*** Begin section ***
use std::{
    fs::{self, File},
    io::{BufWriter, Write},
    path::Path,
    time::SystemTime,
};

use bin2uf2_core::{
    Bin2Uf2Error, EncodeOptions, Family,
    output::{prepare_output, unix_time_token},
    write_uf2,
};
use log::{LevelFilter, info, warn};

use crate::reporter::ProgressBarReporter;

pub fn convert<P1: AsRef<Path>, P2: AsRef<Path>>(
    input_path: &P1,
    output_path: &P2,
    options: &EncodeOptions,
) -> Result<(), Box<dyn std::error::Error>> {
    let output_path = output_path.as_ref().with_extension("uf2");
    write_file(input_path.as_ref(), &output_path, options)
}

/// The build hook: `<project_dir>/build/<token>.uf2`, with the unix time as default token.
pub fn post_build<P1: AsRef<Path>, P2: AsRef<Path>>(
    input_path: &P1,
    project_dir: &P2,
    token: Option<String>,
    options: &EncodeOptions,
) -> Result<(), Box<dyn std::error::Error>> {
    let token = token.unwrap_or_else(|| unix_time_token(SystemTime::now()));
    let output_path = prepare_output(project_dir, &token)?;

    info!("{}", input_path.as_ref().display());
    write_file(input_path.as_ref(), &output_path, options)?;
    info!("Wrote {}", output_path.display());

    Ok(())
}

fn write_file(
    input_path: &Path,
    output_path: &Path,
    options: &EncodeOptions,
) -> Result<(), Box<dyn std::error::Error>> {
    let image = fs::read(input_path)?;
    let num_blocks = options.num_blocks(image.len())?;

    match options.family_id {
        Some(id) => match Family::from_id(id) {
            Some(family) => info!("Using UF2 Family {:?} ({:#010x})", family, id),
            None => info!("Using UF2 Family {:#010x}", id),
        },
        None => info!("No UF2 Family"),
    }
    info!(
        "{} bytes at {:#010x} in {} blocks",
        image.len(),
        options.start_address,
        num_blocks
    );

    let output = BufWriter::new(File::create(output_path)?);
    stream_or_remove(&image, options, output, output_path)
}

/// Streams the UF2 into `output` and deletes `output_path` if that fails part way.
fn stream_or_remove(
    image: &[u8],
    options: &EncodeOptions,
    mut output: impl Write,
    output_path: &Path,
) -> Result<(), Box<dyn std::error::Error>> {
    let should_print_progress = log::max_level() >= LevelFilter::Info;

    let result = if should_print_progress {
        info!("Writing UF2 to disk");
        let num_blocks = options.num_blocks(image.len())?;
        let mut reporter = ProgressBarReporter::new(u64::from(num_blocks), output);
        let result = write_uf2(image, options, &mut reporter)
            .and_then(|()| reporter.flush().map_err(Bin2Uf2Error::FailedToWrite));
        reporter.finish();
        println!();
        result
    } else {
        write_uf2(image, options, &mut output)
            .and_then(|()| output.flush().map_err(Bin2Uf2Error::FailedToWrite))
    };

    if let Err(err) = result {
        if let Err(remove_err) = fs::remove_file(output_path) {
            warn!(
                "Failed to remove partial output {}: {}",
                output_path.display(),
                remove_err
            );
        }
        return Err(Box::new(err));
    }

    Ok(())
}

#[cfg(test)]
mod tests {
    use super::*;
    use bin2uf2_core::{boards::SAMD21, decode};
    use std::io;
    use tempfile::tempdir;

    struct FailingWriter;

    impl Write for FailingWriter {
        fn write(&mut self, _buf: &[u8]) -> io::Result<usize> {
            Err(io::Error::new(io::ErrorKind::Other, "disk full"))
        }

        fn flush(&mut self) -> io::Result<()> {
            Ok(())
        }
    }

    fn firmware() -> Vec<u8> {
        (0..700u32).map(|i| (i % 251) as u8).collect()
    }

    #[test]
    fn post_build_writes_named_file() {
        let project = tempdir().unwrap();
        let input = project.path().join("firmware.bin");
        fs::write(&input, firmware()).unwrap();

        let options = EncodeOptions::for_board(&SAMD21);
        post_build(&input, &project.path(), Some("42".to_string()), &options).unwrap();

        let written = fs::read(project.path().join("build").join("42.uf2")).unwrap();
        assert_eq!(written.len(), 3 * 512);
        assert_eq!(decode(&written).unwrap(), firmware());
    }

    #[test]
    fn post_build_defaults_to_unix_time_token() {
        let project = tempdir().unwrap();
        let input = project.path().join("firmware.bin");
        fs::write(&input, firmware()).unwrap();

        let before = unix_time_token(SystemTime::now()).parse::<u64>().unwrap();
        let options = EncodeOptions::for_board(&SAMD21);
        post_build(&input, &project.path(), None, &options).unwrap();
        let after = unix_time_token(SystemTime::now()).parse::<u64>().unwrap();

        let names: Vec<String> = fs::read_dir(project.path().join("build"))
            .unwrap()
            .map(|entry| entry.unwrap().file_name().to_string_lossy().into_owned())
            .collect();
        assert_eq!(names.len(), 1);

        let token: u64 = names[0].strip_suffix(".uf2").unwrap().parse().unwrap();
        assert!(before <= token && token <= after);
    }

    #[test]
    fn failed_write_removes_partial_file() {
        let project = tempdir().unwrap();
        let output_path = project.path().join("partial.uf2");
        fs::write(&output_path, b"half a block").unwrap();

        let options = EncodeOptions::new(256, None, 0);
        let err =
            stream_or_remove(&firmware(), &options, FailingWriter, &output_path).unwrap_err();

        assert!(matches!(
            err.downcast_ref::<Bin2Uf2Error>(),
            Some(Bin2Uf2Error::FailedToWrite(_))
        ));
        assert!(!output_path.exists());
    }

    #[test]
    fn failed_cleanup_keeps_write_error() {
        let project = tempdir().unwrap();
        let output_path = project.path().join("never-created.uf2");

        let options = EncodeOptions::new(256, None, 0);
        let err =
            stream_or_remove(&firmware(), &options, FailingWriter, &output_path).unwrap_err();

        assert!(matches!(
            err.downcast_ref::<Bin2Uf2Error>(),
            Some(Bin2Uf2Error::FailedToWrite(_))
        ));
    }
}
*** End section ***
- ASSIGNMENT: Repeat word for word the lines above that run from the line containing "let result = if" through the line containing "let result = write_uf2(image, options, &mut", both ends included, and nothing else.

- ANSWER FOR THIS EXERCISE:
    let result = if should_print_progress {
        info!("Writing UF2 to disk");
        let num_blocks = options.num_blocks(image.len())?;
        let mut reporter = ProgressBarReporter::new(u64::from(num_blocks), output);
        let result = write_uf2(image, options, &mut reporter)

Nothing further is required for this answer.